### THE PROBLEM
Check every line in the listing below for "records". Copy the ones where it occurs.

-=-=-

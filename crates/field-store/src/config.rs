//! Store configuration.

use std::path::PathBuf;

use serde::{Deserialize, Serialize};

use crate::directory::DirectoryStore;
use crate::error::{Result, StoreError};

/// Configuration of a directory store.
#[derive(Debug, Clone, Serialize, Deserialize)]
#[serde(default)]
pub struct StoreConfig {
    /// Store directory.
    pub root: PathBuf,

    /// Create the store if the directory holds none.
    pub create_if_missing: bool,
}

impl Default for StoreConfig {
    fn default() -> Self {
        Self {
            root: PathBuf::from("./cdv-store"),
            create_if_missing: false,
        }
    }
}

impl StoreConfig {
    /// Load configuration from environment variables.
    pub fn from_env() -> Self {
        let mut config = Self::default();

        if let Ok(val) = std::env::var("CDV_STORE_ROOT") {
            config.root = PathBuf::from(val);
        }

        if let Ok(val) = std::env::var("CDV_STORE_CREATE") {
            config.create_if_missing = val.to_lowercase() == "true" || val == "1";
        }

        config
    }

    /// Parse from YAML.
    pub fn from_yaml_str(text: &str) -> Result<Self> {
        serde_yaml::from_str(text).map_err(|e| StoreError::Config(e.to_string()))
    }

    /// Validate the configuration.
    pub fn validate(&self) -> std::result::Result<(), String> {
        if self.root.as_os_str().is_empty() {
            return Err("store root must not be empty".to_string());
        }
        if self.root.is_file() {
            return Err(format!("store root {} is a file", self.root.display()));
        }
        Ok(())
    }

    /// Open (or create, if allowed) the configured store.
    pub fn open_store(&self) -> Result<DirectoryStore> {
        self.validate().map_err(StoreError::Config)?;
        if self.create_if_missing {
            DirectoryStore::open_or_create(&self.root)
        } else {
            DirectoryStore::open(&self.root)
        }
    }
}

#[cfg(test)]
mod tests {
    use super::*;

    #[test]
    fn test_default_is_valid() {
        assert!(StoreConfig::default().validate().is_ok());
    }

    #[test]
    fn test_empty_root_is_invalid() {
        let config = StoreConfig {
            root: PathBuf::new(),
            ..Default::default()
        };
        assert!(config.validate().is_err());
    }

    #[test]
    fn test_from_yaml() {
        let config = StoreConfig::from_yaml_str("root: /data/fields\n").unwrap();
        assert_eq!(config.root, PathBuf::from("/data/fields"));
        assert!(!config.create_if_missing);

        assert!(StoreConfig::from_yaml_str("root: [1, 2]").is_err());
    }

    #[test]
    fn test_open_store_creates_when_allowed() {
        let dir = tempfile::tempdir().unwrap();
        let config = StoreConfig {
            root: dir.path().join("store"),
            create_if_missing: true,
        };
        let store = config.open_store().unwrap();
        assert!(store.is_empty());

        let strict = StoreConfig {
            root: dir.path().join("other"),
            create_if_missing: false,
        };
        assert!(strict.open_store().is_err());
    }
}
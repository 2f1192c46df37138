//! Core types shared by parts, extractors and the view.

use serde::{Deserialize, Serialize};

/// Layout of one record's payload.
#[derive(Debug, Clone, Copy, PartialEq, Eq, Serialize, Deserialize)]
pub struct DataLayout {
    /// Number of values in one record.
    pub count_values: usize,
    /// Width of one value in the output buffer.
    pub bytes_per_value: usize,
}

impl DataLayout {
    pub fn new(count_values: usize, bytes_per_value: usize) -> Self {
        Self {
            count_values,
            bytes_per_value,
        }
    }

    /// Bytes occupied by one record.
    pub fn record_bytes(&self) -> usize {
        self.count_values * self.bytes_per_value
    }
}

/// How many records a chunk access actually deposited.
#[derive(Debug, Clone, Copy, PartialEq, Eq, Default, Serialize, Deserialize)]
pub struct ChunkFill {
    pub filled: usize,
    pub expected: usize,
}

impl ChunkFill {
    pub fn new(filled: usize, expected: usize) -> Self {
        Self { filled, expected }
    }

    /// True when every expected record was written.
    pub fn is_complete(&self) -> bool {
        self.filled == self.expected
    }

    /// Number of records that were expected but not written.
    pub fn missing(&self) -> usize {
        self.expected.saturating_sub(self.filled)
    }

    /// Sum of two fills.
    pub fn combine(self, other: ChunkFill) -> ChunkFill {
        ChunkFill {
            filled: self.filled + other.filled,
            expected: self.expected + other.expected,
        }
    }
}

impl std::fmt::Display for ChunkFill {
    fn fmt(&self, f: &mut std::fmt::Formatter<'_>) -> std::fmt::Result {
        write!(f, "{}/{} fields", self.filled, self.expected)
    }
}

-=-=-

### YOUR RESPONSE
/// How many records a chunk access actually deposited.
    /// Number of records that were expected but not written.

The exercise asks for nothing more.